WORK REQUIRED
In the listing below, the lines from the first through the one with "the output should" are to be copied word for word.

INPUT DATA

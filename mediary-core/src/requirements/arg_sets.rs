// ============================================================================
// mediary-core/src/requirements/arg_sets.rs
// ============================================================================
//
// ARGUMENT SETS: Named and file-based requirement sources
//
// An argument set is a list of option tokens describing what the output should
// look like. Sets are either built into the library, found by name in one of
// the configured directories (`<dir>/<name>.txt`), or read from an explicit
// file path. Files hold one or more options per line; blank lines and lines
// starting with `#` are ignored.

// ---- Standard library imports ----
use std::fs;
use std::path::{Path, PathBuf};

// ---- Internal crate imports ----
use crate::error::{CoreError, CoreResult};

/// File extension for argument sets looked up by name.
pub const ARG_SET_EXTENSION: &str = "txt";

/// An argument set compiled into the library.
#[derive(Debug, Clone, Copy, PartialEq, Eq)]
pub struct BuiltinArgSet {
    pub name: &'static str,
    pub description: &'static str,
    pub tokens: &'static [&'static str],
}

/// Built-in argument sets, in display order.
pub const BUILTIN_ARG_SETS: &[BuiltinArgSet] = &[
    BuiltinArgSet {
        name: "default",
        description: "Widely compatible H.264 video with stereo AAC audio",
        tokens: &["-codec:v", "h264", "-codec:a", "aac", "-ac", "2"],
    },
    BuiltinArgSet {
        name: "compact",
        description: "HEVC video with stereo AAC audio for smaller files",
        tokens: &["-codec:v", "hevc", "-codec:a", "aac", "-ac", "2"],
    },
    BuiltinArgSet {
        name: "mp4",
        description: "MP4 container with text subtitles and a front-loaded index",
        tokens: &["-f", "mp4", "-codec:s", "mov_text", "-movflags", "+faststart"],
    },
];

/// Looks up a built-in argument set by name.
pub fn builtin(name: &str) -> Option<&'static BuiltinArgSet> {
    BUILTIN_ARG_SETS.iter().find(|set| set.name == name)
}

/// Splits the contents of an argument-set file into tokens.
pub fn parse_arg_set_file(contents: &str) -> Vec<String> {
    contents
        .lines()
        .map(str::trim)
        .filter(|line| !line.is_empty() && !line.starts_with('#'))
        .flat_map(str::split_whitespace)
        .map(str::to_string)
        .collect()
}

fn read_arg_set_file(path: &Path) -> CoreResult<Vec<String>> {
    let contents = fs::read_to_string(path)?;
    log::debug!("Loaded argument set from {}", path.display());
    Ok(parse_arg_set_file(&contents))
}

/// Resolves one argument-set source into its option tokens.
///
/// # Arguments
///
/// * `source` - A built-in set name, a set name to look up in `dirs`, or a file path
/// * `dirs` - Directories searched for `<source>.txt`, in order
///
/// # Returns
///
/// * `Ok(Vec<String>)` - The set's option tokens
/// * `Err(CoreError::ArgSetNotFound)` - If no built-in, directory entry or file matches
pub fn load_arg_set(source: &str, dirs: &[PathBuf]) -> CoreResult<Vec<String>> {
    if let Some(set) = builtin(source) {
        return Ok(set.tokens.iter().map(|t| t.to_string()).collect());
    }

    for dir in dirs {
        let candidate = dir.join(format!("{source}.{ARG_SET_EXTENSION}"));
        if candidate.is_file() {
            return read_arg_set_file(&candidate);
        }
    }

    let path = Path::new(source);
    if path.is_file() {
        return read_arg_set_file(path);
    }

    Err(CoreError::ArgSetNotFound(source.to_string()))
}

/// Resolves every source, preserving declaration order.
pub fn load_arg_sets<S: AsRef<str>>(sources: &[S], dirs: &[PathBuf]) -> CoreResult<Vec<Vec<String>>> {
    sources
        .iter()
        .map(|source| load_arg_set(source.as_ref(), dirs))
        .collect()
}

RESPONSE TO THE TASK
filename mediary-core/src/requirements/arg_sets.rs
// ============================================================================
// mediary-core/src/requirements/arg_sets.rs
// ============================================================================
//
// ARGUMENT SETS: Named and file-based requirement sources
//
// An argument set is a list of option tokens describing what the output should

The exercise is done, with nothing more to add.